3. “Bill Clinton sexually harassed his intern.” Yeah, okay, here we go. This is never going away.

4. “It’s not like these women didn’t benefit from working at Fox News.” Is sexual harassment okay as long as women get paid? And exactly how much of a pay differential was earned for getting harassed by Roger Ailes? By the way, is it enough to overcome the wage gap in TV news?

5. “These women could have quit.” Sure, that’s true. Some did quit. I recommended this tactic and was criticized by Jezebel. But leaving doesn’t change the culture or leadership of a company when a confidentiality clause governs employee contracts and separation agreements.

I’ve heard more. So much more. (“He’s not Bill Cosby, Laurie.”) I could write this post for days.

The whole experience reminds me of when I was in Cuba, last year. Our American HR delegation met with a senior leader at The National Union of Jurists of Cuba. We came together to discuss labor laws in a changing economic and political environment.

One of my colleagues asked about sexual harassment in Havana and beyond. An elder statesman, one of the most senior officials of Unión Nacional de Juristas de Cuba, told us that sexual harassment is not a problem in Cuba.

My colleague said, “I’m sorry, but I don’t believe you.”

The esteemed leader doubled down and stated that he can only remember one case in his lifetime: An old, fat woman sexually harassed two young men. She was punished. Otherwise, sexual harassment just doesn’t exist in Cuba.

And — just like in the super transparent and free society of Cuba — some people believe that sexual harassment doesn’t exist at Fox News. Guess what, everybody? HR didn’t let anybody down.

That’s depressing.


  1. Great post. As for #3, my response is, “So it’s okay for everyone else to do it??”

  2. “In HR, we have a rule of thumb when it comes to sexual harassment complaints: for every one victim, there are two who haven’t come forward. So we multiply the victim number by three to comprehend how many people were harassed.” I’ve never heard this rule of thumb. Is this in SHRM and HRCI’s certification materials as a recommended standard? I’m guessing not. I think HR is supposed to practice unbiased investigations. Posts like this provide no real solutions to this serious problem and just add fuel to the fire. I know you’re passionate about this issue Laurie and have a big platform. Suggestion: Use your platform for constructive solutions not just venting.

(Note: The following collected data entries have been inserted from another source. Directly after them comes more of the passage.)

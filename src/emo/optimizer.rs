//! The evolutionary epoch loop.
//!
//! [`Optimizer`] owns the live population and drives each epoch:
//! growth (mutation → crossover, repeated until the population reaches its
//! target size or stops growing) → selection → optional top-up.
//!
//! # Parallel fan-out
//!
//! With [`EmoConfig::parallel`] set, every phase whose unit-of-work count is
//! at least the number of worker lanes is split into one contiguous chunk per
//! lane and run on the rayon pool. The calling thread blocks until all chunks
//! have finished; phases never overlap. Each chunk owns a generator seeded
//! from the optimizer's master generator, so a run is reproducible for a
//! given seed, lane count and parallel flag.
//!
//! Growth rounds read an immutable snapshot of the population; offspring
//! are merged back in chunk order with de-duplication once every chunk has
//! joined. Selection appends into a shared [`SurvivorPool`].
//!
//! There is no timeout: a fitness evaluation that never returns stalls the
//! epoch.

use super::config::EmoConfig;
use super::population::{partition, push_unique};
use super::selection::{Selection, SurvivorPool};
use super::types::{Chromosome, FitnessFunction};
use crate::error::{EmoError, Result};
use log::{debug, trace, warn};
use rand::rngs::StdRng;
use rand::{Rng, SeedableRng};
use rayon::prelude::*;
use rayon::{ThreadPool, ThreadPoolBuilder};
use std::any::Any;
use std::ops::Range;
use std::panic::{self, AssertUnwindSafe};
use std::sync::Arc;

/// Summary of one epoch.
#[derive(Debug, Clone, Copy, PartialEq, Eq)]
pub struct EpochStats {
    /// Zero-based index of the epoch.
    pub epoch: usize,

    /// Number of mutation/crossover iterations of the growth loop.
    pub growth_iterations: usize,

    /// Offspring actually inserted (duplicates excluded).
    pub offspring: usize,

    /// Population size handed to selection.
    pub pre_selection_size: usize,

    /// Survivors produced by the selection strategy.
    pub survivors: usize,

    /// Chromosomes resampled from the pre-selection population to reach
    /// the target size.
    pub resampled: usize,

    /// Population size at the end of the epoch.
    pub population_size: usize,
}

/// Evolutionary optimizer over a population of `C`.
///
/// # Usage
///
/// ```ignore
/// let mut optimizer = Optimizer::builder()
///     .ancestor(MyChromosome::default())
///     .fitness_function(MyFitness)
///     .selection(MultiCriterionSelection)
///     .config(EmoConfig::default().with_population_size(50).with_seed(42))
///     .build()?;
///
/// for _ in 0..100 {
///     optimizer.run_epoch(true)?;
/// }
/// let front = optimizer.population();
/// ```
pub struct Optimizer<C: Chromosome> {
    population: Vec<Arc<C>>,
    config: EmoConfig,
    fitness: Box<dyn FitnessFunction<C>>,
    selection: Box<dyn Selection<C>>,
    rng: StdRng,
    pool: Option<ThreadPool>,
    epoch: usize,
}

impl<C: Chromosome + 'static> Optimizer<C> {
    /// Creates an optimizer with default settings and the given target
    /// population size.
    pub fn new<F, S>(ancestor: C, population_size: usize, fitness: F, selection: S) -> Result<Self>
    where
        F: FitnessFunction<C> + 'static,
        S: Selection<C> + 'static,
    {
        Self::builder()
            .ancestor(ancestor)
            .fitness_function(fitness)
            .selection(selection)
            .config(EmoConfig::default().with_population_size(population_size))
            .build()
    }

    /// Starts a builder.
    pub fn builder() -> OptimizerBuilder<C> {
        OptimizerBuilder::default()
    }

    fn seeded(
        mut ancestor: C,
        config: EmoConfig,
        fitness: Box<dyn FitnessFunction<C>>,
        selection: Box<dyn Selection<C>>,
    ) -> Result<Self> {
        let mut rng = match config.seed {
            Some(seed) => StdRng::seed_from_u64(seed),
            None => StdRng::seed_from_u64(rand::random()),
        };

        let pool = match config.worker_lanes {
            Some(lanes) => Some(
                ThreadPoolBuilder::new()
                    .num_threads(lanes)
                    .thread_name(|i| format!("evomo-lane-{i}"))
                    .build()
                    .map_err(|e| EmoError::ThreadPool(e.to_string()))?,
            ),
            None => None,
        };

        ancestor.evaluate(fitness.as_ref());
        let mut population = Vec::with_capacity(config.population_size.max(1));
        population.push(Arc::new(ancestor));
        while population.len() < config.population_size {
            let mut fresh = population[0].create_new(&mut rng);
            fresh.evaluate(fitness.as_ref());
            population.push(Arc::new(fresh));
        }

        debug!(
            "seeded population of {} with {} selection",
            population.len(),
            selection.name()
        );

        Ok(Self {
            population,
            config,
            fitness,
            selection,
            rng,
            pool,
            epoch: 0,
        })
    }

    /// Runs one epoch: grow, select, and optionally top up to the target
    /// size.
    ///
    /// With `enforce_size`, a short selection result is filled by sampling
    /// the pre-selection population uniformly with replacement. A selection
    /// result larger than the target is kept as is.
    ///
    /// # Errors
    ///
    /// Fails with the first error raised by any worker in a phase, after
    /// all workers of that phase have finished. The population is then left
    /// as it was at the failing phase.
    pub fn run_epoch(&mut self, enforce_size: bool) -> Result<EpochStats> {
        let target = self.config.population_size;
        let mut growth_iterations = 0;
        let mut offspring = 0;

        loop {
            let before = self.population.len();
            offspring += self.mutation_round()?;
            offspring += self.crossover_round()?;
            growth_iterations += 1;

            let delta = self.population.len() as isize - before as isize - 1;
            if self.population.len() >= target || delta <= 0 {
                break;
            }
        }

        let pre_selection_size = self.population.len();
        let (survivors, resampled) = self.selection_round(enforce_size)?;

        let stats = EpochStats {
            epoch: self.epoch,
            growth_iterations,
            offspring,
            pre_selection_size,
            survivors,
            resampled,
            population_size: self.population.len(),
        };
        self.epoch += 1;

        debug!(
            "epoch {}: {} offspring over {} iterations, {} -> {} survivors (+{} resampled)",
            stats.epoch,
            stats.offspring,
            stats.growth_iterations,
            stats.pre_selection_size,
            stats.survivors,
            stats.resampled
        );
        Ok(stats)
    }

    /// Runs one epoch enforcing the target population size.
    pub fn run_epoch_default(&mut self) -> Result<EpochStats> {
        self.run_epoch(true)
    }

    /// Runs `epochs` consecutive epochs, stopping at the first error.
    pub fn run_epochs(&mut self, epochs: usize, enforce_size: bool) -> Result<Vec<EpochStats>> {
        (0..epochs).map(|_| self.run_epoch(enforce_size)).collect()
    }

    /// Clones random members, mutates and evaluates the clones, and merges
    /// them into the population. Returns the number inserted.
    fn mutation_round(&mut self) -> Result<usize> {
        if self.population.is_empty() {
            warn!("mutation skipped: population is empty");
            return Ok(0);
        }

        let count = self.config.mutation_count(self.population.len());
        let bound = self.config.population_size.min(self.population.len()).max(1);

        let snapshot = &self.population;
        let fitness = self.fitness.as_ref();
        let batches = fan_out(
            self.config.parallel,
            self.pool.as_ref(),
            &mut self.rng,
            count,
            |range, rng| {
                let mut offspring = Vec::with_capacity(range.len());
                for _ in range {
                    let mut child = C::clone(&snapshot[rng.random_range(0..bound)]);
                    child.mutate(rng);
                    child.evaluate(fitness);
                    offspring.push(Arc::new(child));
                }
                Ok(offspring)
            },
        )?;

        Ok(self.merge(batches))
    }

    /// Recombines clones of random members with a second, distinct member,
    /// evaluates them, and merges them into the population. Returns the
    /// number inserted.
    fn crossover_round(&mut self) -> Result<usize> {
        if self.config.crossover_rate == 0.0 || self.config.population_size <= 2 {
            return Ok(0);
        }

        let len = self.population.len();
        if len < 2 {
            warn!("crossover skipped: {len} chromosome(s) in population");
            return Ok(0);
        }

        let count = self.config.crossover_count(len);
        if count == 0 {
            return Ok(0);
        }

        let snapshot = &self.population;
        let fitness = self.fitness.as_ref();
        let batches = fan_out(
            self.config.parallel,
            self.pool.as_ref(),
            &mut self.rng,
            count,
            |range, rng| {
                let mut offspring = Vec::with_capacity(range.len());
                for _ in range {
                    let first = rng.random_range(0..len);
                    let mut second = rng.random_range(0..len);
                    while second == first {
                        second = rng.random_range(0..len);
                    }

                    let mut child = C::clone(&snapshot[first]);
                    child.crossover(&snapshot[second], rng);
                    child.evaluate(fitness);
                    offspring.push(Arc::new(child));
                }
                Ok(offspring)
            },
        )?;

        Ok(self.merge(batches))
    }

    /// Runs the selection strategy and replaces the population with its
    /// output. Returns `(survivors, resampled)`.
    fn selection_round(&mut self, enforce_size: bool) -> Result<(usize, usize)> {
        let target = self.config.population_size;
        let survivors = SurvivorPool::with_capacity(target);

        let old = &self.population;
        let selection = self.selection.as_ref();
        fan_out(
            self.config.parallel,
            self.pool.as_ref(),
            &mut self.rng,
            old.len(),
            |range, _| selection.select(old, range.start, range.len(), &survivors),
        )?;

        let mut next = survivors.into_inner();
        let selected = next.len();

        if enforce_size && next.len() < target {
            if old.is_empty() {
                warn!("cannot top up to {target}: pre-selection population is empty");
            } else {
                while next.len() < target {
                    let idx = self.rng.random_range(0..old.len());
                    next.push(Arc::clone(&old[idx]));
                }
            }
        }

        let resampled = next.len() - selected;
        self.population = next;
        Ok((selected, resampled))
    }

    /// Appends offspring batches in order, skipping duplicates.
    fn merge(&mut self, batches: Vec<Vec<Arc<C>>>) -> usize {
        let mut inserted = 0;
        for child in batches.into_iter().flatten() {
            if push_unique(&mut self.population, child) {
                inserted += 1;
            }
        }
        inserted
    }
}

    • Wow. I’m not venting. You’re a sensible guy. You might want to walk that back.

      Also, I learned that rule of thumb from an investigator (attorney) back in 2000. It was insightful.

      I think it’s always interesting how people respond to these posts. Be well, Tom.

  3. Thanks for this Laurie – I do have to often remind employees that I work for the company and therefore are not here to exclusively defend whatever they think their right is of the day.

    However, thinking that being paid means you say yes to (or ignore) everything that the senior management gets up to is wrong and you should find another function to work in (although they should also be avoiding areas where they are complicit too)…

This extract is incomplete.